BEGIN

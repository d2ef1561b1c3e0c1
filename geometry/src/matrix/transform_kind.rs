/*
 * This Source Code Form is subject to the terms of the Mozilla Public
 * License, v. 2.0. If a copy of the MPL was not distributed with this
 * file, You can obtain one at https://mozilla.org/MPL/2.0/.
 */

use super::matrix::*;

///
/// The shape of the linear part of a transform, worked out once so the hot geometry code can pick the
/// cheapest formula with a `match`
///
#[derive(Copy, Clone, PartialEq, Debug)]
pub enum TransformKind {
    /// No scaling, rotation or skew
    Identity,

    /// Scaling along the axes only (`xy == yx == 0`), possibly with different factors
    ScaleTranslate { sx: f64, sy: f64 },

    /// A rotation (optionally reflected) combined with the same scale on both axes. Includes 90 degree rotations.
    UniformRotation { scale: f64, reflected: bool },

    /// Anything else: skews and non-uniform rotated scales
    General,
}

impl TransformKind {
    ///
    /// Classifies the linear part of a matrix
    ///
    pub fn of(matrix: &Matrix) -> TransformKind {
        let Matrix { xx, xy, yx, yy, .. } = *matrix;

        if xy == 0.0 && yx == 0.0 {
            if xx == 1.0 && yy == 1.0 {
                TransformKind::Identity
            } else if xx == yy && xx > 0.0 {
                TransformKind::UniformRotation { scale: xx, reflected: false }
            } else {
                TransformKind::ScaleTranslate { sx: xx, sy: yy }
            }
        } else if xx == yy && xy == -yx {
            TransformKind::UniformRotation { scale: f64::hypot(xx, xy), reflected: false }
        } else if xx == -yy && xy == yx {
            TransformKind::UniformRotation { scale: f64::hypot(xx, xy), reflected: true }
        } else {
            TransformKind::General
        }
    }

    /// True if the transform preserves angles (identity or a uniform rotation)
    #[inline]
    pub fn is_conformal(&self) -> bool {
        matches!(self, TransformKind::Identity | TransformKind::UniformRotation { .. })
    }
}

END

» **Exercise aim**
Using the records above, report each line that contains the word "TransformKind" by copying it.

» **Result of the task**
pub enum TransformKind {
impl TransformKind {
    pub fn of(matrix: &Matrix) -> TransformKind {
                TransformKind::Identity
                TransformKind::UniformRotation { scale: xx, reflected: false }
                TransformKind::ScaleTranslate { sx: xx, sy: yy }
            TransformKind::UniformRotation { scale: f64::hypot(xx, xy), reflected: false }
            TransformKind::UniformRotation { scale: f64::hypot(xx, xy), reflected: true }
            TransformKind::General
        matches!(self, TransformKind::Identity | TransformKind::UniformRotation { .. })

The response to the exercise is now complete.